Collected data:
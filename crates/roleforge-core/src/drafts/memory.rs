//! In-memory draft store (tests and embedders that persist elsewhere).

use std::collections::HashMap;
use std::sync::Mutex;

use uuid::Uuid;

use super::{sort_drafts, Draft, DraftStore, DraftStoreError, DraftStoreResult};

#[derive(Debug, Default)]
pub struct MemoryDraftStore {
    drafts: Mutex<HashMap<Uuid, Draft>>,
}

impl MemoryDraftStore {
    pub fn new() -> Self {
        Self::default()
    }

    pub fn len(&self) -> usize {
        self.drafts.lock().map(|d| d.len()).unwrap_or(0)
    }

    pub fn is_empty(&self) -> bool {
        self.len() == 0
    }

    fn poisoned() -> DraftStoreError {
        DraftStoreError::Io(std::io::Error::other("draft store lock poisoned"))
    }
}

impl DraftStore for MemoryDraftStore {
    fn put(&self, draft: &Draft) -> DraftStoreResult<()> {
        let mut drafts = self.drafts.lock().map_err(|_| Self::poisoned())?;
        if drafts.contains_key(&draft.id) {
            return Err(DraftStoreError::AlreadyExists { id: draft.id });
        }
        drafts.insert(draft.id, draft.clone());
        Ok(())
    }

    fn get(&self, id: Uuid) -> DraftStoreResult<Draft> {
        let drafts = self.drafts.lock().map_err(|_| Self::poisoned())?;
        drafts
            .get(&id)
            .cloned()
            .ok_or(DraftStoreError::NotFound { id })
    }

    fn list(&self) -> DraftStoreResult<Vec<Draft>> {
        let drafts = self.drafts.lock().map_err(|_| Self::poisoned())?;
        let mut all: Vec<Draft> = drafts.values().cloned().collect();
        sort_drafts(&mut all);
        Ok(all)
    }
}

— EXERCISE AIM —
Return all lines in the entries above that carry the word "impl".

— OUTPUT BELOW —
impl MemoryDraftStore {
impl DraftStore for MemoryDraftStore {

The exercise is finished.